[Task item]:
For this exercise, please reproduce the records below word for word, from the first line through the line with "impl ParameterClient for".

[Provided information]:
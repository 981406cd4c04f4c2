//! SSM-backed parameter client

use std::sync::Arc;

use super::credentials::DefaultCredentialsChain;
use super::transport::{HttpSsmTransport, SsmTransport};
use super::types::GetParametersRequest;
use crate::client::{ParameterClient, ParameterError, ParameterMap, ParameterResult};
use crate::config::StoreSettings;

/// Parameter client for AWS Systems Manager Parameter Store
///
/// Every non-empty fetch is one `GetParameters` call with
/// `WithDecryption: true`, so SecureString values come back in plaintext.
///
/// The SSM API caps `GetParameters` at 10 names; larger batches are sent
/// as-is and the API's validation error is returned to the caller.
pub struct SsmParameterClient {
    transport: Arc<dyn SsmTransport>,
}

impl SsmParameterClient {
    pub fn new(transport: Arc<dyn SsmTransport>) -> Self {
        Self { transport }
    }

    /// Build an HTTPS client from settings
    ///
    /// Credentials come from the default chain and are resolved when a fetch
    /// is made, not here.
    pub fn from_settings(settings: &StoreSettings) -> ParameterResult<Self> {
        let transport = HttpSsmTransport::new(
            settings.region.clone(),
            settings.endpoint_url.as_deref(),
            DefaultCredentialsChain::new()?,
        )?;
        Ok(Self::new(Arc::new(transport)))
    }
}

impl ParameterClient for SsmParameterClient {
    fn name(&self) -> &str {
        "ssm"
    }

    fn fetch(&self, names: &[String]) -> ParameterResult<ParameterMap> {
        if names.is_empty() {
            return Ok(ParameterMap::new());
        }

        let request = GetParametersRequest::new(names.to_vec());
        let response = self.transport.get_parameters(&request)?;

        if !response.invalid_parameters.is_empty() {
            return Err(ParameterError::InvalidParameters(response.invalid_parameters));
        }

        Ok(response
            .parameters
            .into_iter()
            .map(|param| (param.name, param.value))
            .collect())
    }
}

impl std::fmt::Debug for SsmParameterClient {
    fn fmt(&self, f: &mut std::fmt::Formatter<'_>) -> std::fmt::Result {
        f.debug_struct("SsmParameterClient").finish_non_exhaustive()
    }
}

#[cfg(test)]
mod tests {
    use super::*;
    use crate::client::ssm::types::{GetParametersResponse, Parameter};
    use std::sync::Mutex;

    /// Answers every name with the name itself and records each request
    #[derive(Default)]
    struct EchoTransport {
        requests: Mutex<Vec<GetParametersRequest>>,
        invalid: Vec<String>,
    }

    impl EchoTransport {
        fn requests(&self) -> Vec<GetParametersRequest> {
            self.requests.lock().unwrap().clone()
        }
    }

    impl SsmTransport for EchoTransport {
        fn get_parameters(&self, request: &GetParametersRequest) -> ParameterResult<GetParametersResponse> {
            self.requests.lock().unwrap().push(request.clone());
            Ok(GetParametersResponse {
                parameters: request
                    .names
                    .iter()
                    .filter(|name| !self.invalid.contains(name))
                    .map(|name| Parameter {
                        name: name.clone(),
                        value: name.clone(),
                        kind: Some("SecureString".to_string()),
                        version: Some(1),
                        arn: None,
                        data_type: Some("text".to_string()),
                    })
                    .collect(),
                invalid_parameters: self.invalid.clone(),
            })
        }
    }

    struct DeniedTransport;

    impl SsmTransport for DeniedTransport {
        fn get_parameters(&self, _request: &GetParametersRequest) -> ParameterResult<GetParametersResponse> {
            Err(ParameterError::api(400, "AccessDeniedException", "not authorized"))
        }
    }

    #[test]
    fn test_fetch_single() {
        let client = SsmParameterClient::new(Arc::new(EchoTransport::default()));
        let values = client.fetch(&["/test/value".to_string()]).unwrap();
        assert_eq!(values["/test/value"], "/test/value");
    }

    #[test]
    fn test_fetch_batches_with_decryption() {
        let transport = Arc::new(EchoTransport::default());
        let client = SsmParameterClient::new(transport.clone());

        let values = client
            .fetch(&["/test/value".to_string(), "/test/value2".to_string()])
            .unwrap();

        assert_eq!(values.len(), 2);
        assert_eq!(values["/test/value2"], "/test/value2");

        let requests = transport.requests();
        assert_eq!(requests.len(), 1);
        assert!(requests[0].with_decryption);
        assert_eq!(requests[0].names, vec!["/test/value", "/test/value2"]);
    }

    #[test]
    fn test_fetch_empty_makes_no_request() {
        let transport = Arc::new(EchoTransport::default());
        let client = SsmParameterClient::new(transport.clone());

        assert!(client.fetch(&[]).unwrap().is_empty());
        assert!(transport.requests().is_empty());
    }

    #[test]
    fn test_invalid_parameters_fail_the_batch() {
        let transport = Arc::new(EchoTransport {
            invalid: vec!["/nope".to_string()],
            ..Default::default()
        });
        let client = SsmParameterClient::new(transport);

        let err = client
            .fetch(&["/ok".to_string(), "/nope".to_string()])
            .unwrap_err();

        assert!(err.is_missing());
        assert!(matches!(err, ParameterError::InvalidParameters(ref names) if names == &["/nope"]));
    }

    #[test]
    fn test_api_errors_pass_through() {
        let client = SsmParameterClient::new(Arc::new(DeniedTransport));
        let err = client.fetch(&["/a".to_string()]).unwrap_err();
        assert!(matches!(err, ParameterError::Api { status: 400, ref code, .. } if code == "AccessDeniedException"));
    }

    #[test]
    fn test_name() {
        assert_eq!(SsmParameterClient::new(Arc::new(DeniedTransport)).name(), "ssm");
    }

    #[test]
    fn test_fetch_over_http() {
        use crate::client::ssm::credentials::AwsCredentials;
        use crate::client::ssm::test_server::TestServer;

        let server = TestServer::start(vec![(
            200,
            r#"{"Parameters":[{"Name":"/svc/token","Value":"abc"},{"Name":"/svc/url","Value":"https://svc"}],"InvalidParameters":[]}"#,
        )]);
        let transport = HttpSsmTransport::new(
            "ap-northeast-1",
            Some(&server.url()),
            AwsCredentials::new("AKIDEXAMPLE", "secret"),
        )
        .unwrap();
        let client = SsmParameterClient::new(Arc::new(transport));

        let values = client
            .fetch(&["/svc/token".to_string(), "/svc/url".to_string()])
            .unwrap();

        assert_eq!(values["/svc/token"], "abc");
        assert_eq!(values["/svc/url"], "https://svc");
        assert_eq!(server.requests().len(), 1);
    }
}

[Exercise response]:
repository 981406cd4c04f4c2
//! SSM-backed parameter client

use std::sync::Arc;

use super::credentials::DefaultCredentialsChain;
use super::transport::{HttpSsmTransport, SsmTransport};
use super::types::GetParametersRequest;
use crate::client::{ParameterClient, ParameterError, ParameterMap, ParameterResult};
use crate::config::StoreSettings;

/// Parameter client for AWS Systems Manager Parameter Store
///
/// Every non-empty fetch is one `GetParameters` call with
/// `WithDecryption: true`, so SecureString values come back in plaintext.
///
/// The SSM API caps `GetParameters` at 10 names; larger batches are sent
/// as-is and the API's validation error is returned to the caller.
pub struct SsmParameterClient {
    transport: Arc<dyn SsmTransport>,
}

impl SsmParameterClient {
    pub fn new(transport: Arc<dyn SsmTransport>) -> Self {
        Self { transport }
    }

    /// Build an HTTPS client from settings
    ///
    /// Credentials come from the default chain and are resolved when a fetch
    /// is made, not here.
    pub fn from_settings(settings: &StoreSettings) -> ParameterResult<Self> {
        let transport = HttpSsmTransport::new(
            settings.region.clone(),
            settings.endpoint_url.as_deref(),
            DefaultCredentialsChain::new()?,
        )?;
        Ok(Self::new(Arc::new(transport)))
    }
}

impl ParameterClient for SsmParameterClient {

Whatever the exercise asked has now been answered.